Widespread unrest and insecurity of the time increased accelerated social decay, and by the second half of the 2nd century BCE the credibility of moral traditions and religious beliefs had all but vanished. Hellenistic arts clearly expressed this mood of despair and inevitable catastrophe. For example, the plays of Meander depicted the anarchy of life in Athens, exposing it as vapid and decadent.
Sculpture was another medium that poignantly revealed Hellenistic angst. Laocoon expressed intense agony as a father and sons are about to be crushed to death by gigantic sea snakes.
Dying Gaul and Wife has a warrior stabbing himself while holding his wife who he just murdered. Both brilliant sculptures captured shocking representations of pain, grief and wretched horror.
But my favorite image was the violently writhing figures of the Battle of the Gods and Giants on Zeus’ altar at Pergamon.
This gigantic frieze communicates less about religious convictions than it does about existential dread. The gods themselves stare helplessly into the void.
Equally dark reflections are also found in the Hellenistic philosophies. Obsessed with the origins and scope of knowledge, philosophers fruitlessly sought for metaphysical foundations. Such uncertainty motivated some of the most sophisticated philosophical work of the times and the Skeptics obsessively refined the arguments of their forerunners. They thought that since the senses were unreliable, then absolutely nothing can be assumed with certainty. Therefore there were little to no evidence that any knowledge was possible. During this period, the Academy, once the glorious bastion of Platonic idealism, lost its nerve and capitulated with a curriculum of radical skepticism.
In their search for secure foundations, the ancient Skeptics incontrovertibly reached a type of extreme uncertainty that cultivated nihilism. For instance, Pyrrho and his student Timon became living examples of total doubt. In a similar fashion, the Cyrenaics’ radical hedonism was the product of a deep seated pessimism, as was Diogenes’ repudiation of almost everyone and everything.

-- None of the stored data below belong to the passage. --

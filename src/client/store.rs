//! Persisted token storage.
//!
//! The gateway issues long-lived bearer tokens, so callers that opt in can
//! keep the token across process restarts in a `.env`-style file, the same
//! layout the official tooling uses. Access is synchronous and
//! last-write-wins; no locking is attempted.

use std::fs;
use std::io;
use std::path::PathBuf;

use tracing::info;

/// Key under which the bearer token is persisted.
pub const ESKIZ_TOKEN_KEY: &str = "ESKIZ_TOKEN";

/// Minimal key/value persistence the token manager reads and writes through.
pub trait TokenStore: Send + Sync {
    /// Look up a persisted value. A missing file or key is `Ok(None)`.
    fn get(&self, key: &str) -> io::Result<Option<String>>;

    /// Persist a value, replacing any previous one for the same key.
    fn set(&self, key: &str, value: &str) -> io::Result<()>;
}

#[derive(Debug, Clone)]
/// [`TokenStore`] backed by a `KEY=value` env file (default `.env`).
pub struct EnvFileStore {
    path: PathBuf,
}

impl EnvFileStore {
    pub fn new(path: impl Into<PathBuf>) -> Self {
        Self { path: path.into() }
    }
}

impl Default for EnvFileStore {
    fn default() -> Self {
        Self::new(".env")
    }
}

impl TokenStore for EnvFileStore {
    fn get(&self, key: &str) -> io::Result<Option<String>> {
        let iter = match dotenvy::from_path_iter(&self.path) {
            Ok(iter) => iter,
            Err(err) if err.not_found() => return Ok(None),
            Err(err) => return Err(io::Error::other(err)),
        };
        for item in iter {
            let (name, value) = item.map_err(io::Error::other)?;
            if name == key {
                return Ok(Some(value));
            }
        }
        Ok(None)
    }

    fn set(&self, key: &str, value: &str) -> io::Result<()> {
        let existing = match fs::read_to_string(&self.path) {
            Ok(contents) => contents,
            Err(err) if err.kind() == io::ErrorKind::NotFound => String::new(),
            Err(err) => return Err(err),
        };

        let prefix = format!("{key}=");
        let mut lines: Vec<String> = existing
            .lines()
            .filter(|line| {
                // also drop `export KEY=...` lines, which reads resolve too
                let line = line.trim_start();
                let line = line.strip_prefix("export ").unwrap_or(line);
                !line.trim_start().starts_with(&prefix)
            })
            .map(str::to_owned)
            .collect();
        lines.push(format!("{key}={value}"));

        fs::write(&self.path, lines.join("\n") + "\n")?;
        info!(path = %self.path.display(), "token saved to env file");
        Ok(())
    }
}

Pessimism reached its nadir with the nihilist Hegesias, who abhorred the entire cosmos. He concluded that because miseries vastly outnumber pleasures, happiness is impossible & eloquently advocated for suicide. Never before in history had a people challenged their values so profoundly or cultivated such a wretched view of life. These attitudes, coupled with unbridled social deterioration, have led historians to conclude that the Hellenistic world best resembles our own.